Every time Hornbuckle would go to dialysis, he would come back to the house with a guitar.

He said his thought was if he died of kidney disease his wife would have a music store business to fall back on.

“I didn’t know what was going to happen to me,” he said. “I wanted my wife, who home-schools our children, to have something to do in the future. We just planned. I kept buying guitars every time I went to dialysis, and then we ended up opening the guitar shop.”

The Hornbuckles also sell their guitars nationwide on eBay.

Q: What products or services do you provide?

A: Marcia Hornbuckle: We have drums. We specialize in guitars, electric and acoustic. We have Yamaha, Fender, Carvin and Epiphone, Takamine. Guitars are our specialty.

We sell strings. That’s my husband’s specialty. He puts strings on them and repairs them. He used to work for Mosrite building guitars. He just works on guitars and puts strings on them. He gives guitar lessons.

Gregg Hornbuckle: We’ve got one young lady that teaches vocals, and we have two gentlemen that teach guitar lessons here. We do guitar repairs. We sell guitars and string guitars. It is strings and music. It is guitars, amplifiers – anything with strings. We sell amplifiers.

Q: Who are your key leaders?

A: My wife and I. My wife is the manager and the president of the company.

Q: How many people do you employ?

A: None.

Q: What is your business philosophy?

A: When we sell somebody a guitar, if they don’t like it, we buy it back for exactly what we sold it for, and no one else does that. And that is kind of the philosophy behind the business, you might say. It is the people who count more than the business. If we sell somebody a guitar they don’t like, we buy it back for the same amount of money. If someone comes in with a guitar, we trade a guitar just like you would trade a car. Sometimes we just trade a guitar for a guitar. No money involved.

We stand by our stuff. You walk out the door with it and you’re not satisfied, you bring it back a week from now, or a year from now, and we’ll buy it back from you for what you paid for it. No one else does that. It’s just a thing in our business that has helped us a lot – standing behind our products.

Q: What makes your business unique?

A: I think for the fact that we are a custom shop and everything has been hand picked, everything has been selected, everything has been worked on, restrung. Even if it’s new, we take the strings off, put new strings on them. We set them up so every guitar in here is playable. It’s not like they come out of a box.

Most of your guitar stores, they order stuff from China, different companies, and they come out of a box that hang right on the walls. We don’t do that. We actually hand select guitars nationwide. We buy guitars all across America and have them shipped in. In fact, we ship nationwide also, and so it’s kind of a unique business.

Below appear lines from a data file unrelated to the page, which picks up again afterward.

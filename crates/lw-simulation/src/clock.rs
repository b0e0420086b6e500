/// Monotonic tick counter used to stamp events.
///
/// Separate from the world's `time_remaining`, which bonuses can push back up.
#[derive(Debug, Clone, Default)]
pub struct SimClock {
    tick: u64,
}

impl SimClock {
    /// Create a clock at tick 0.
    pub fn new() -> Self {
        Self::default()
    }

    /// Step to the next tick and return it.
    pub fn advance(&mut self) -> u64 {
        self.tick += 1;
        self.tick
    }

    /// Ticks started so far.
    pub fn tick(&self) -> u64 {
        self.tick
    }
}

We have got people coming in. They know they can find a hard-to-find guitar here, a vintage guitar. We collect vintage guitars, banjos that are from 1926 and the 1930s and 1940s. We just have a lot of U.S.A. guitars, and in fact, we buy a lot of U.S.A. guitars from other guitar companies, music stores. If we go to a music store and they have a U.S.A. guitar, we buy that because we try to push U.S.A.

Q: How has your business grown?

A: It is going great. We sold three guitars today. We shipped one to Virginia and sold two out of the store. It is just the honestly about the business here, and I think that is what is helping our business. People know when they come in here we’re not going to overcharge them. We’re going to give them a good deal.

Q: What kind of growth do you expect in the coming years?

A: We’re thinking about opening another store in the future.